Below are some records; output all of them exactly as they read.

-------- EXERCISE DATA

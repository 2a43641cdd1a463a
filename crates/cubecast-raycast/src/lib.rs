//! Block targeting: grid traversal along a ray, first-solid-block queries, and
//! the break/place interactions driven by their results.

mod interact;
mod raycast;
mod walk;

pub use interact::{InteractError, place_block, remove_block};
pub use raycast::{Ray, RaycastResult, raycast};
pub use walk::{AXIS_TOLERANCE, GridWalk, WalkStep};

----------------

SOLUTION:
repository 2a43641cdd1a463a
filename crates/cubecast-raycast/src/lib.rs
//! Block targeting: grid traversal along a ray, first-solid-block queries, and
//! the break/place interactions driven by their results.

mod interact;
mod raycast;
mod walk;

pub use interact::{InteractError, place_block, remove_block};
pub use raycast::{Ray, RaycastResult, raycast};
pub use walk::{AXIS_TOLERANCE, GridWalk, WalkStep};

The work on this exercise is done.